## EXERCISE
What is the number of lines below that contain the string "SpeechClassifier"? Give it and nothing else.

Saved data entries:
╔══

//! Audio device and classification traits
//!
//! Capture and playback block the calling thread for their whole duration,
//! so these traits are synchronous.

use crate::{CapturedAudio, Result};

/// Continuous source of fixed-size mono PCM16 frames
pub trait AudioSource {
    /// Sample rate of the frames produced
    fn sample_rate(&self) -> u32;

    /// Fill `frame` completely, blocking until enough samples are available
    fn read_frame(&mut self, frame: &mut [i16]) -> Result<()>;
}

/// Binary speech / silence classifier for a single frame
///
/// Implementations:
/// - `WebRtcClassifier` - WebRTC VAD with aggressiveness 0..=3
pub trait SpeechClassifier {
    fn is_speech(&mut self, frame: &[i16], sample_rate: u32) -> Result<bool>;
}

/// Records one end-pointed utterance
///
/// # Example
///
/// ```ignore
/// let mut mic = MicrophoneCapture::new(settings.audio.clone());
/// let clip = mic.capture()?;
/// println!("captured {} frames", clip.frames);
/// ```
pub trait UtteranceCapture: Send {
    fn capture(&mut self) -> Result<CapturedAudio>;
}

/// Plays PCM16 response audio
pub trait AudioSink: Send {
    /// Play concatenated response fragments, returning once the device is done
    fn play(&mut self, fragments: &[Vec<u8>]) -> Result<()>;
}
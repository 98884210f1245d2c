//! Visit report tools
//!
//! Tool schemas published to the model, typed argument parsing with
//! JSON Schema validation, and the CRM integration the tools call into.

pub mod arguments;
pub mod integrations;
pub mod names;
pub mod schema;

pub use arguments::{
    parse_arguments, tool_definition, tool_definitions, validate_arguments, FindAccountArgs,
    ListContactsArgs, VisitReportArgs,
};
pub use integrations::{
    AccountLookup, AccountMatch, Contact, ContactList, CreatedRecord, CrmIntegration,
    IntegrationError, StubCrmIntegration, UploadRequest,
};
pub use names::ToolName;
pub use schema::{ErrorCode, ToolBuilder, ToolError};

/// Default timeout for a CRM call made on behalf of a tool
pub const DEFAULT_TOOL_TIMEOUT_SECS: u64 = 30;
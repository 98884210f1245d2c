//! Visit report agent: terminal front end

mod repl;

use std::io::Write;
use std::sync::Arc;

use anyhow::Context;
use tokio::io::{AsyncBufReadExt, BufReader};
use tokio_stream::wrappers::BroadcastStream;
use tokio_stream::StreamExt;
use tracing_subscriber::fmt::MakeWriter;
use tracing_subscriber::registry::LookupSpan;
use tracing_subscriber::{layer::SubscriberExt, util::SubscriberInitExt, Layer};

use visit_agent_agent::{AgentError, UserInput, VisitSession};
use visit_agent_config::{load_settings, Settings};
use visit_agent_core::ConversationHistory;
use visit_agent_tools::StubCrmIntegration;

use crate::repl::{render_history, render_tool_event, Command, HELP};

#[tokio::main]
async fn main() -> anyhow::Result<()> {
    // .env is optional
    let _ = dotenvy::dotenv();

    // Priority: env vars > config/{env}.toml > config/default.toml > defaults
    let env = std::env::var("VISIT_AGENT_ENV").ok();
    let settings = load_settings(env.as_deref()).context("failed to load configuration")?;

    init_tracing(&settings);
    tracing::info!("Starting Visit Report Agent v{}", env!("CARGO_PKG_VERSION"));
    tracing::info!(
        environment = ?settings.environment,
        provider = ?settings.realtime.provider,
        upload_mode = ?settings.agent.upload_mode,
        "Configuration loaded"
    );

    let crm = Arc::new(StubCrmIntegration::new());
    let mut session = VisitSession::connect(&settings, crm)
        .await
        .context("failed to start realtime session")?;

    let mut events = BroadcastStream::new(session.subscribe());
    tokio::spawn(async move {
        while let Some(event) = events.next().await {
            if let Ok(event) = event {
                if let Some(line) = render_tool_event(&event) {
                    println!("{}", line);
                }
            }
        }
    });

    let mut history = ConversationHistory::new();
    let mut lines = BufReader::new(tokio::io::stdin()).lines();

    println!("{}", HELP);
    loop {
        prompt("> ")?;
        let Some(line) = lines.next_line().await? else {
            break;
        };

        let input = match Command::parse(&line) {
            Command::Quit => break,
            Command::Help => {
                println!("{}", HELP);
                continue;
            },
            Command::History => {
                println!("{}", render_history(&history));
                continue;
            },
            Command::Clear => {
                history.clear();
                println!("Conversation cleared.");
                continue;
            },
            Command::Unknown(other) => {
                println!("Unknown command '{}'. Type h for help.", other);
                continue;
            },
            Command::Text(Some(text)) => UserInput::from_mode("text", Some(&text)),
            Command::Text(None) => {
                prompt("message: ")?;
                let text = lines.next_line().await?.unwrap_or_default();
                UserInput::from_mode("text", Some(&text))
            },
            Command::Voice => {
                println!("Listening... stop talking to send.");
                Ok(UserInput::Voice)
            },
        };

        let input = match input {
            Ok(input) => input,
            Err(e) => {
                println!("{}", e);
                continue;
            },
        };

        match &input {
            UserInput::Text(text) => history.push_user(text.clone()),
            UserInput::Voice => history.push_user("(voice message)"),
        }

        match session.interact(input).await {
            Ok(text) => {
                println!("agent: {}", text);
                history.push_assistant(text);
            },
            Err(AgentError::Device(msg)) => {
                println!("Audio device problem: {}. Text messages still work.", msg);
            },
            Err(e) => println!("Error: {}", e),
        }
    }

    tracing::info!(session_id = %session.session_id(), turns = history.len(), "Session ended");
    Ok(())
}

fn prompt(text: &str) -> std::io::Result<()> {
    let mut stdout = std::io::stdout();
    write!(stdout, "{}", text)?;
    stdout.flush()
}

fn init_tracing(config: &Settings) {
    let env_filter = tracing_subscriber::EnvFilter::try_from_default_env().unwrap_or_else(|_| {
        let level = &config.observability.log_level;
        format!("visit_agent={}", level).into()
    });

    // stdout belongs to the conversation
    tracing_subscriber::registry()
        .with(env_filter)
        .with(fmt_layer(config.observability.log_json, std::io::stderr))
        .init();
}

fn fmt_layer<S, W>(json: bool, writer: W) -> Box<dyn Layer<S> + Send + Sync + 'static>
where
    S: tracing::Subscriber + for<'a> LookupSpan<'a>,
    W: for<'w> MakeWriter<'w> + Send + Sync + 'static,
{
    if json {
        tracing_subscriber::fmt::layer()
            .json()
            .with_writer(writer)
            .boxed()
    } else {
        tracing_subscriber::fmt::layer().with_writer(writer).boxed()
    }
}

#[cfg(test)]
mod tests {
    use super::*;
    use std::sync::Mutex;

    #[derive(Clone, Default)]
    struct Captured(Arc<Mutex<Vec<u8>>>);

    impl Write for Captured {
        fn write(&mut self, buf: &[u8]) -> std::io::Result<usize> {
            self.0.lock().unwrap().extend_from_slice(buf);
            Ok(buf.len())
        }

        fn flush(&mut self) -> std::io::Result<()> {
            Ok(())
        }
    }

    fn log_with(json: bool) -> String {
        let captured = Captured::default();
        let sink = captured.clone();
        let subscriber =
            tracing_subscriber::registry().with(fmt_layer(json, move || sink.clone()));
        tracing::subscriber::with_default(subscriber, || {
            tracing::info!(call_id = "call_1", "Tool succeeded");
        });
        let bytes = captured.0.lock().unwrap().clone();
        String::from_utf8(bytes).unwrap()
    }

    #[test]
    fn test_json_logs_use_given_writer() {
        let output = log_with(true);
        let line: serde_json::Value = serde_json::from_str(output.trim()).unwrap();
        assert_eq!(line["fields"]["message"], "Tool succeeded");
        assert_eq!(line["fields"]["call_id"], "call_1");
    }

    #[test]
    fn test_plain_logs_use_given_writer() {
        let output = log_with(false);
        assert!(output.contains("Tool succeeded"));
        assert!(output.contains("call_1"));
    }
}
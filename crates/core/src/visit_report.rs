//! Visit report data contract
//!
//! Field names follow the CRM object. Location and division are closed
//! enumerations; everything else is free text apart from the ISO date.

use chrono::NaiveDate;
use once_cell::sync::Lazy;
use serde::{Deserialize, Serialize};
use serde_json::{json, Value};
use std::fmt;
use std::str::FromStr;

/// Where the visit took place
#[derive(Debug, Clone, Copy, PartialEq, Eq, Hash, Serialize, Deserialize)]
pub enum Location {
    Remote,
    Client,
    #[serde(rename = "At igus")]
    AtIgus,
    Other,
}

impl Location {
    pub const ALL: [Location; 4] = [
        Location::Remote,
        Location::Client,
        Location::AtIgus,
        Location::Other,
    ];

    pub fn as_str(&self) -> &'static str {
        match self {
            Location::Remote => "Remote",
            Location::Client => "Client",
            Location::AtIgus => "At igus",
            Location::Other => "Other",
        }
    }
}

impl fmt::Display for Location {
    fn fmt(&self, f: &mut fmt::Formatter<'_>) -> fmt::Result {
        f.write_str(self.as_str())
    }
}

impl FromStr for Location {
    type Err = String;

    fn from_str(s: &str) -> Result<Self, Self::Err> {
        match s.trim().to_lowercase().as_str() {
            "remote" => Ok(Location::Remote),
            "client" => Ok(Location::Client),
            "at igus" | "igus" => Ok(Location::AtIgus),
            "other" => Ok(Location::Other),
            other => Err(format!(
                "unknown location '{}', expected one of Remote, Client, At igus, Other",
                other
            )),
        }
    }
}

/// Product division the visit relates to
#[derive(Debug, Clone, Copy, PartialEq, Eq, Hash, Serialize, Deserialize)]
pub enum Division {
    #[serde(rename = "e-chain")]
    EChain,
    #[serde(rename = "bearings")]
    Bearings,
    #[serde(rename = "e-chain&bearings")]
    EChainAndBearings,
}

impl Division {
    pub const ALL: [Division; 3] = [
        Division::EChain,
        Division::Bearings,
        Division::EChainAndBearings,
    ];

    pub fn as_str(&self) -> &'static str {
        match self {
            Division::EChain => "e-chain",
            Division::Bearings => "bearings",
            Division::EChainAndBearings => "e-chain&bearings",
        }
    }
}

impl fmt::Display for Division {
    fn fmt(&self, f: &mut fmt::Formatter<'_>) -> fmt::Result {
        f.write_str(self.as_str())
    }
}

impl FromStr for Division {
    type Err = String;

    fn from_str(s: &str) -> Result<Self, Self::Err> {
        let normalized: String = s
            .trim()
            .to_lowercase()
            .chars()
            .filter(|c| !c.is_whitespace())
            .collect();
        match normalized.as_str() {
            "e-chain" | "echain" => Ok(Division::EChain),
            "bearings" | "bearing" => Ok(Division::Bearings),
            "e-chain&bearings" | "e-chainandbearings" | "echain&bearings" | "both" => {
                Ok(Division::EChainAndBearings)
            },
            _ => Err(format!(
                "unknown division '{}', expected one of e-chain, bearings, e-chain&bearings",
                s.trim()
            )),
        }
    }
}

/// Which terminal tool the deployment exposes
#[derive(Debug, Clone, Copy, PartialEq, Eq, Serialize, Deserialize, Default)]
#[serde(rename_all = "lowercase")]
pub enum UploadMode {
    /// `upload_visit_report` writes the record to the CRM
    #[default]
    Upload,
    /// `prepare_for_upload` only returns the CRM field mapping
    Prepare,
}

/// A finished visit report, keyed by CRM field names
#[derive(Debug, Clone, PartialEq, Serialize, Deserialize)]
pub struct VisitReport {
    #[serde(rename = "Account__c")]
    pub account: String,
    #[serde(rename = "Primary_Contact__c")]
    pub primary_contact: String,
    #[serde(rename = "Visit_Date__c")]
    pub visit_date: NaiveDate,
    #[serde(rename = "Visit_Location__c")]
    pub location: Location,
    #[serde(rename = "Related_Product_Division__c")]
    pub division: Division,
    #[serde(rename = "Name")]
    pub subject: String,
    #[serde(rename = "Description__c")]
    pub description: String,
    #[serde(rename = "Machines__c", default, skip_serializing_if = "Option::is_none")]
    pub machines: Option<String>,
}

static VISIT_REPORT_SCHEMA: Lazy<Value> = Lazy::new(|| {
    let locations: Vec<&str> = Location::ALL.iter().map(|l| l.as_str()).collect();
    let divisions: Vec<&str> = Division::ALL.iter().map(|d| d.as_str()).collect();
    json!({
        "title": "VisitReport",
        "type": "object",
        "properties": {
            "Account__c": {"type": "string", "description": "Account the visit was made to"},
            "Primary_Contact__c": {"type": "string", "description": "Primary contact person met"},
            "Visit_Date__c": {"type": "string", "format": "date", "description": "Visit date (YYYY-MM-DD)"},
            "Visit_Location__c": {"type": "string", "enum": locations},
            "Related_Product_Division__c": {"type": "string", "enum": divisions},
            "Name": {"type": "string", "description": "Subject of the visit"},
            "Description__c": {"type": "string", "description": "Summary of what was discussed"},
            "Machines__c": {"type": ["string", "null"], "description": "Machines discussed, if any"}
        },
        "required": [
            "Account__c",
            "Primary_Contact__c",
            "Visit_Date__c",
            "Visit_Location__c",
            "Related_Product_Division__c",
            "Name",
            "Description__c"
        ]
    })
});

/// JSON schema of [`VisitReport`], embedded in the session instructions
pub fn visit_report_schema() -> &'static Value {
    &VISIT_REPORT_SCHEMA
}
//! Conversation history owned by the front end

use chrono::{DateTime, Utc};
use serde::{Deserialize, Serialize};

/// Who produced a turn
#[derive(Debug, Clone, Copy, PartialEq, Eq, Serialize, Deserialize)]
#[serde(rename_all = "snake_case")]
pub enum TurnRole {
    User,
    Assistant,
}

/// One displayed turn
#[derive(Debug, Clone, Serialize, Deserialize)]
pub struct Turn {
    pub role: TurnRole,
    pub content: String,
    pub timestamp: DateTime<Utc>,
}

impl Turn {
    pub fn new(role: TurnRole, content: impl Into<String>) -> Self {
        Self {
            role,
            content: content.into(),
            timestamp: Utc::now(),
        }
    }
}

/// Append-only list of `{role, content}` turns.
///
/// The session never reads this; it exists for rendering and can only be
/// wiped as a whole.
#[derive(Debug, Clone, Default, Serialize, Deserialize)]
pub struct ConversationHistory {
    turns: Vec<Turn>,
}

impl ConversationHistory {
    pub fn new() -> Self {
        Self::default()
    }

    pub fn push_user(&mut self, content: impl Into<String>) {
        self.turns.push(Turn::new(TurnRole::User, content));
    }

    pub fn push_assistant(&mut self, content: impl Into<String>) {
        self.turns.push(Turn::new(TurnRole::Assistant, content));
    }

    pub fn turns(&self) -> &[Turn] {
        &self.turns
    }

    pub fn last(&self) -> Option<&Turn> {
        self.turns.last()
    }

    pub fn len(&self) -> usize {
        self.turns.len()
    }

    pub fn is_empty(&self) -> bool {
        self.turns.is_empty()
    }

    pub fn clear(&mut self) {
        self.turns.clear();
    }
}
//! REPL commands and rendering

use visit_agent_agent::AgentEvent;
use visit_agent_core::{ConversationHistory, TurnRole};

/// One line typed at the prompt
#[derive(Debug, Clone, PartialEq, Eq)]
pub enum Command {
    /// `t <message>` or `t` followed by a prompt for the message
    Text(Option<String>),
    Voice,
    History,
    Clear,
    Quit,
    Help,
    Unknown(String),
}

impl Command {
    pub fn parse(line: &str) -> Self {
        let line = line.trim();
        let (head, rest) = match line.split_once(char::is_whitespace) {
            Some((head, rest)) => (head, Some(rest.trim())),
            None => (line, None),
        };

        match head.to_lowercase().as_str() {
            "t" | "text" => Command::Text(rest.filter(|r| !r.is_empty()).map(String::from)),
            "v" | "voice" => Command::Voice,
            "h" | "history" => Command::History,
            "c" | "clear" => Command::Clear,
            "q" | "quit" | "exit" => Command::Quit,
            "" | "?" | "help" => Command::Help,
            _ => Command::Unknown(line.to_string()),
        }
    }
}

pub const HELP: &str = "\
Commands:
  t [message]  type a message
  v            record a voice message (stops after a pause)
  h            show the conversation
  c            clear the conversation
  q            quit";

/// Render the conversation for the terminal
pub fn render_history(history: &ConversationHistory) -> String {
    if history.is_empty() {
        return "(no messages yet)".to_string();
    }
    history
        .turns()
        .iter()
        .map(|turn| {
            let who = match turn.role {
                TurnRole::User => "you",
                TurnRole::Assistant => "agent",
            };
            format!("[{}] {}: {}", turn.timestamp.format("%H:%M:%S"), who, turn.content)
        })
        .collect::<Vec<_>>()
        .join("\n")
}

/// Sidebar line for a tool event, if it is one
pub fn render_tool_event(event: &AgentEvent) -> Option<String> {
    match event {
        AgentEvent::ToolCall { name, arguments, .. } => {
            Some(format!("  -> {} {}", name, arguments))
        },
        AgentEvent::ToolResult { name, output, .. } => Some(format!("  <- {} {}", name, output)),
        AgentEvent::ToolError { name, error, .. } => {
            Some(format!("  !! {} {}", name, error))
        },
        AgentEvent::GateViolation { name, .. } => Some(format!(
            "  !! {} refused: account and contact are not verified yet",
            name
        )),
        AgentEvent::StateChanged { .. } | AgentEvent::Response(_) => None,
    }
}
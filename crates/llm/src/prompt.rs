//! Session instructions
//!
//! Built once per connection from today's date, the visit report schema and
//! the terminal tool the deployment exposes.

use chrono::NaiveDate;

use visit_agent_core::{visit_report_schema, Division, Location, UploadMode};

/// Builder for the realtime session instructions
#[derive(Debug, Clone)]
pub struct InstructionsBuilder {
    today: NaiveDate,
    upload_mode: UploadMode,
}

impl InstructionsBuilder {
    pub fn new(today: NaiveDate) -> Self {
        Self {
            today,
            upload_mode: UploadMode::default(),
        }
    }

    /// Use the local date
    pub fn today() -> Self {
        Self::new(chrono::Local::now().date_naive())
    }

    pub fn with_upload_mode(mut self, mode: UploadMode) -> Self {
        self.upload_mode = mode;
        self
    }

    fn terminal_step(&self) -> &'static str {
        match self.upload_mode {
            UploadMode::Upload => {
                "- Once the user confirms the summary, call `upload_visit_report` and tell the user \
                 whether the report was stored in the CRM."
            },
            UploadMode::Prepare => {
                "- Once the user confirms the summary, call `prepare_for_upload` and tell the user \
                 the visit report is ready for upload to the CRM."
            },
        }
    }

    pub fn build(&self) -> String {
        let schema = visit_report_schema().to_string();
        let locations: Vec<&str> = Location::ALL.iter().map(|l| l.as_str()).collect();
        let divisions: Vec<&str> = Division::ALL.iter().map(|d| d.as_str()).collect();

        format!(
            r#"Today's date is {today}.

You are a voice agent for creating customer visit reports. Listen to what the user says and collect the information for one visit report. Ask for all missing information in one go, not field by field.

## Fields
- Account (company the meeting was with)
- Primary contact
- Date
- Location (one of: {locations})
- Division (one of: {divisions})
- Subject
- Description
- Optional: machines that were discussed

The finished report must match this schema: {schema}

## Process
- When the user names an account, call `find_account_by_name` and ask for clarification if it is not found or ambiguous.
- When the user names a contact, call `list_contacts_for_account` with the account and the contact name, and ask for clarification if the contact is not listed.
- When you have an account but no contact, call `list_contacts_for_account` without a contact name and let the user choose.
- If the user changes the account or contact later, verify it again with the tools.
- Resolve "today", "yesterday" and "tomorrow" against today's date. The date is always written as YYYY-MM-DD.
- The description is a brief summary in your own words.
- Once every required field is known, reply only with a structured summary in schema field order and ask whether the user wants changes.
{terminal}
- Then ask whether the user wants to create another report.

## Rules
- Always use the tools for lookups and only trust tool data and what the user said.
- Do not add fields that are not in the schema.
- Speak responses aloud and stay conversational."#,
            today = self.today.format("%Y-%m-%d"),
            locations = locations.join(", "),
            divisions = divisions.join(", "),
            schema = schema,
            terminal = self.terminal_step(),
        )
    }
}
//! Model integration for the visit report agent
//!
//! Features:
//! - Realtime websocket connection (Azure OpenAI / OpenAI)
//! - Turn aggregation of streamed audio, transcript and tool-call fragments
//! - Session instructions

pub mod aggregator;
pub mod prompt;
pub mod realtime;

pub use aggregator::{drain_turn, TurnAccumulator};
pub use prompt::InstructionsBuilder;
pub use realtime::{decode_server_event, realtime_url, RealtimeConnection};

use thiserror::Error;

/// LLM errors
#[derive(Error, Debug)]
pub enum LlmError {
    #[error("Connection error: {0}")]
    Connection(String),

    #[error("Connection closed before the turn completed")]
    ConnectionClosed,

    /// `error` event sent by the model service
    #[error("Server error: {0}")]
    Server(String),

    #[error("Invalid response: {0}")]
    InvalidResponse(String),

    #[error("Timeout")]
    Timeout,

    #[error("Configuration error: {0}")]
    Configuration(String),
}

impl From<tokio_tungstenite::tungstenite::Error> for LlmError {
    fn from(err: tokio_tungstenite::tungstenite::Error) -> Self {
        use tokio_tungstenite::tungstenite::Error as WsError;
        match err {
            WsError::ConnectionClosed | WsError::AlreadyClosed => LlmError::ConnectionClosed,
            other => LlmError::Connection(other.to_string()),
        }
    }
}

impl From<LlmError> for visit_agent_core::Error {
    fn from(err: LlmError) -> Self {
        visit_agent_core::Error::Model(err.to_string())
    }
}
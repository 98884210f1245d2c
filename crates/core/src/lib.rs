//! Core traits and types for the visit report agent
//!
//! This crate provides foundational types used across all other crates:
//! - Collaborator traits (model connection, audio source/sink, classifier)
//! - Streamed model events and turn results
//! - Message and tool types
//! - Visit report data contract
//! - Error types

pub mod audio;
pub mod conversation;
pub mod error;
pub mod events;
pub mod llm_types;
pub mod traits;
pub mod visit_report;

pub use audio::{
    f32_to_i16, pcm16_from_le_bytes, pcm16_to_le_bytes, samples_for_ms, CapturedAudio, SampleRate,
};
pub use conversation::{ConversationHistory, Turn, TurnRole};
pub use error::{Error, Result};
pub use events::{StreamEvent, TurnResult};
pub use llm_types::{ToolCall, ToolDefinition, UserContent};
pub use traits::{
    AudioSink, AudioSource, EventStream, ModelConnection, SpeechClassifier, UtteranceCapture,
};
pub use visit_report::{visit_report_schema, Division, Location, UploadMode, VisitReport};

╚══

## RESPONSE AREA
2